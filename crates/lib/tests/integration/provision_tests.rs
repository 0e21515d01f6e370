//! Provision a machine root with runit and handshake with an HTTP agent.

use std::fs;
use std::os::unix::fs::PermissionsExt;
use std::path::Path;
use std::time::Duration;

use serde_json::{Value, json};
use tempfile::TempDir;

use converge_lib::agent::{AgentClient, HttpAgentClientFactory};
use converge_lib::blobstore::BlobstoreConfig;
use converge_lib::provisioner::{
  AgentProvisioner, AgentProvisionerConfig, DirAssetManager, ProvisionError, RetryPolicy, RunitConfig,
  RunitSupervisor,
};

use super::common::router_instance;

type Provisioner = AgentProvisioner<RunitSupervisor, DirAssetManager, HttpAgentClientFactory>;

fn write_assets(dir: &Path) {
  for (name, content) in [
    ("agent/bosh-agent", "agent"),
    ("agent/bosh-agent-rc", "agent-rc"),
    ("agent/bosh-blobstore-dav", "dav"),
    ("agent/agent.cert", "cert"),
    ("agent/agent.key", "key"),
    ("agent/runit/run", "#!/bin/sh\nexec bosh-agent\n"),
    ("agent/runit/log/run", "#!/bin/sh\nexec svlogd\n"),
    ("monit/monit", "monit"),
    ("monit/runit/run", "#!/bin/sh\nexec monit -I\n"),
  ] {
    let path = dir.join(name);
    fs::create_dir_all(path.parent().unwrap()).unwrap();
    fs::write(path, content).unwrap();
  }
}

fn provisioner(temp: &TempDir, mbus: &str) -> Provisioner {
  let root = temp.path().join("root");
  let assets = temp.path().join("assets");
  write_assets(&assets);

  let runit = RunitConfig {
    sv_bin: "/bin/true".to_string(),
    ..RunitConfig::default()
  };
  let config = AgentProvisionerConfig {
    platform: "ubuntu".to_string(),
    configuration: json!({"Platform": {"Linux": {"UseDefaultTmpDir": true}}}),
    mbus: mbus.to_string(),
  };

  AgentProvisioner::new(
    &root,
    RunitSupervisor::new(&root, &assets, runit),
    DirAssetManager::new(&assets),
    HttpAgentClientFactory,
    BlobstoreConfig::Local {
      blobstore_path: temp.path().join("blobs"),
    },
    config,
  )
  .with_handshake(RetryPolicy::new(Duration::from_millis(10), 3))
}

#[tokio::test]
async fn provision_lays_out_machine() {
  let temp = TempDir::new().unwrap();
  let root = temp.path().join("root");

  provisioner(&temp, "http://127.0.0.1:1").provision().await.unwrap();

  for bin in ["bosh-agent", "bosh-agent-rc", "bosh-blobstore-dav", "monit"] {
    let mode = fs::metadata(root.join("var/vcap/bosh/bin").join(bin)).unwrap().permissions().mode();
    assert_eq!(mode & 0o111, 0o111, "{bin} is executable");
  }
  assert_eq!(fs::read_to_string(root.join("var/vcap/bosh/agent.cert")).unwrap(), "cert");
  assert_eq!(fs::read_to_string(root.join("var/vcap/bosh/etc/platform")).unwrap(), "ubuntu");

  let agent_config: Value = serde_json::from_slice(&fs::read(root.join("var/vcap/bosh/agent.json")).unwrap()).unwrap();
  assert_eq!(agent_config["Platform"]["Linux"]["UseDefaultTmpDir"], true);

  assert_eq!(fs::read_link(root.join("var/vcap/sys")).unwrap(), Path::new("data/sys"));
  for service in ["agent", "monit"] {
    let link = root.join("etc/service").join(service);
    assert_eq!(fs::read_link(&link).unwrap(), root.join("etc/sv").join(service));
    assert!(root.join("etc/sv").join(service).join("run").is_file());
  }
  assert!(root.join("etc/sv/agent/log/run").is_file());
  assert!(!root.join("etc/sv/monit/log/run").exists());
}

#[tokio::test]
async fn provision_replaces_previous_install() {
  let temp = TempDir::new().unwrap();
  let provisioner = provisioner(&temp, "http://127.0.0.1:1");

  provisioner.provision().await.unwrap();
  fs::write(temp.path().join("assets/agent/bosh-agent"), "agent v2").unwrap();
  provisioner.provision().await.unwrap();

  assert_eq!(
    fs::read_to_string(temp.path().join("root/var/vcap/bosh/bin/bosh-agent")).unwrap(),
    "agent v2"
  );
}

#[tokio::test]
async fn configure_writes_settings_and_waits_for_agent() {
  let mut server = mockito::Server::new_async().await;
  let mock = server
    .mock("POST", "/agent")
    .with_status(200)
    .with_body(r#"{"value":"pong"}"#)
    .expect_at_least(2)
    .create_async()
    .await;
  let mbus = server.url().replacen("http://", "http://vcap:secret@", 1);

  let temp = TempDir::new().unwrap();
  let provisioner = provisioner(&temp, &mbus);
  provisioner.provision().await.unwrap();

  let client = provisioner.configure(&router_instance(0)).await.unwrap();
  assert_eq!(client.ping().await.unwrap(), "pong");
  mock.assert_async().await;

  let settings: Value = serde_json::from_slice(
    &fs::read(temp.path().join("root/var/vcap/bosh/warden-cpi-agent-env.json")).unwrap(),
  )
  .unwrap();
  assert_eq!(settings["agent_id"], "agent-id-router-0");
  assert_eq!(settings["vm"], json!({"name": "vm-name-router-0", "id": "vm-id-router-0"}));
  assert_eq!(settings["mbus"], mbus);
  assert_eq!(settings["blobstore"]["provider"], "local");
  assert_eq!(settings["networks"]["default"]["ip"], "10.244.0.10");
  assert_eq!(settings["networks"]["default"]["preconfigured"], true);
}

#[tokio::test]
async fn configure_times_out_when_agent_keeps_failing() {
  let mut server = mockito::Server::new_async().await;
  let mock = server
    .mock("POST", "/agent")
    .with_status(200)
    .with_body(r#"{"exception":{"message":"not ready"}}"#)
    .expect(3)
    .create_async()
    .await;

  let temp = TempDir::new().unwrap();
  let provisioner = provisioner(&temp, &server.url());

  let err = provisioner.configure(&router_instance(0)).await.unwrap_err();

  assert!(
    matches!(err, ProvisionError::HandshakeTimeout { attempts: 3, .. }),
    "{err}"
  );
  mock.assert_async().await;
}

━━━

*Directions for this task:*
The whole listing, word for word, is the required answer.

*Response for this exercise:*
filename crates/lib/tests/integration/provision_tests.rs
repository 0e21515d01f6e370
//! Provision a machine root with runit and handshake with an HTTP agent.

use std::fs;
use std::os::unix::fs::PermissionsExt;
use std::path::Path;
use std::time::Duration;

use serde_json::{Value, json};
use tempfile::TempDir;

use converge_lib::agent::{AgentClient, HttpAgentClientFactory};
use converge_lib::blobstore::BlobstoreConfig;
use converge_lib::provisioner::{
  AgentProvisioner, AgentProvisionerConfig, DirAssetManager, ProvisionError, RetryPolicy, RunitConfig,
  RunitSupervisor,
};

use super::common::router_instance;

type Provisioner = AgentProvisioner<RunitSupervisor, DirAssetManager, HttpAgentClientFactory>;

fn write_assets(dir: &Path) {
  for (name, content) in [
    ("agent/bosh-agent", "agent"),
    ("agent/bosh-agent-rc", "agent-rc"),
    ("agent/bosh-blobstore-dav", "dav"),
    ("agent/agent.cert", "cert"),
    ("agent/agent.key", "key"),
    ("agent/runit/run", "#!/bin/sh\nexec bosh-agent\n"),
    ("agent/runit/log/run", "#!/bin/sh\nexec svlogd\n"),
    ("monit/monit", "monit"),
    ("monit/runit/run", "#!/bin/sh\nexec monit -I\n"),
  ] {
    let path = dir.join(name);
    fs::create_dir_all(path.parent().unwrap()).unwrap();
    fs::write(path, content).unwrap();
  }
}

fn provisioner(temp: &TempDir, mbus: &str) -> Provisioner {
  let root = temp.path().join("root");
  let assets = temp.path().join("assets");
  write_assets(&assets);

  let runit = RunitConfig {
    sv_bin: "/bin/true".to_string(),
    ..RunitConfig::default()
  };
  let config = AgentProvisionerConfig {
    platform: "ubuntu".to_string(),
    configuration: json!({"Platform": {"Linux": {"UseDefaultTmpDir": true}}}),
    mbus: mbus.to_string(),
  };

  AgentProvisioner::new(
    &root,
    RunitSupervisor::new(&root, &assets, runit),
    DirAssetManager::new(&assets),
    HttpAgentClientFactory,
    BlobstoreConfig::Local {
      blobstore_path: temp.path().join("blobs"),
    },
    config,
  )
  .with_handshake(RetryPolicy::new(Duration::from_millis(10), 3))
}

#[tokio::test]
async fn provision_lays_out_machine() {
  let temp = TempDir::new().unwrap();
  let root = temp.path().join("root");

  provisioner(&temp, "http://127.0.0.1:1").provision().await.unwrap();

  for bin in ["bosh-agent", "bosh-agent-rc", "bosh-blobstore-dav", "monit"] {
    let mode = fs::metadata(root.join("var/vcap/bosh/bin").join(bin)).unwrap().permissions().mode();
    assert_eq!(mode & 0o111, 0o111, "{bin} is executable");
  }
  assert_eq!(fs::read_to_string(root.join("var/vcap/bosh/agent.cert")).unwrap(), "cert");
  assert_eq!(fs::read_to_string(root.join("var/vcap/bosh/etc/platform")).unwrap(), "ubuntu");

  let agent_config: Value = serde_json::from_slice(&fs::read(root.join("var/vcap/bosh/agent.json")).unwrap()).unwrap();
  assert_eq!(agent_config["Platform"]["Linux"]["UseDefaultTmpDir"], true);

  assert_eq!(fs::read_link(root.join("var/vcap/sys")).unwrap(), Path::new("data/sys"));
  for service in ["agent", "monit"] {
    let link = root.join("etc/service").join(service);
    assert_eq!(fs::read_link(&link).unwrap(), root.join("etc/sv").join(service));
    assert!(root.join("etc/sv").join(service).join("run").is_file());
  }
  assert!(root.join("etc/sv/agent/log/run").is_file());
  assert!(!root.join("etc/sv/monit/log/run").exists());
}

#[tokio::test]
async fn provision_replaces_previous_install() {
  let temp = TempDir::new().unwrap();
  let provisioner = provisioner(&temp, "http://127.0.0.1:1");

  provisioner.provision().await.unwrap();
  fs::write(temp.path().join("assets/agent/bosh-agent"), "agent v2").unwrap();
  provisioner.provision().await.unwrap();

  assert_eq!(
    fs::read_to_string(temp.path().join("root/var/vcap/bosh/bin/bosh-agent")).unwrap(),
    "agent v2"
  );
}

#[tokio::test]
async fn configure_writes_settings_and_waits_for_agent() {
  let mut server = mockito::Server::new_async().await;
  let mock = server
    .mock("POST", "/agent")
    .with_status(200)
    .with_body(r#"{"value":"pong"}"#)
    .expect_at_least(2)
    .create_async()
    .await;
  let mbus = server.url().replacen("http://", "http://vcap:secret@", 1);

  let temp = TempDir::new().unwrap();
  let provisioner = provisioner(&temp, &mbus);
  provisioner.provision().await.unwrap();

  let client = provisioner.configure(&router_instance(0)).await.unwrap();
  assert_eq!(client.ping().await.unwrap(), "pong");
  mock.assert_async().await;

  let settings: Value = serde_json::from_slice(
    &fs::read(temp.path().join("root/var/vcap/bosh/warden-cpi-agent-env.json")).unwrap(),
  )
  .unwrap();
  assert_eq!(settings["agent_id"], "agent-id-router-0");
  assert_eq!(settings["vm"], json!({"name": "vm-name-router-0", "id": "vm-id-router-0"}));
  assert_eq!(settings["mbus"], mbus);
  assert_eq!(settings["blobstore"]["provider"], "local");
  assert_eq!(settings["networks"]["default"]["ip"], "10.244.0.10");
  assert_eq!(settings["networks"]["default"]["preconfigured"], true);
}

#[tokio::test]
async fn configure_times_out_when_agent_keeps_failing() {
  let mut server = mockito::Server::new_async().await;
  let mock = server
    .mock("POST", "/agent")
    .with_status(200)
    .with_body(r#"{"exception":{"message":"not ready"}}"#)
    .expect(3)
    .create_async()
    .await;

  let temp = TempDir::new().unwrap();
  let provisioner = provisioner(&temp, &server.url());

  let err = provisioner.configure(&router_instance(0)).await.unwrap_err();

  assert!(
    matches!(err, ProvisionError::HandshakeTimeout { attempts: 3, .. }),
    "{err}"
  );
  mock.assert_async().await;
}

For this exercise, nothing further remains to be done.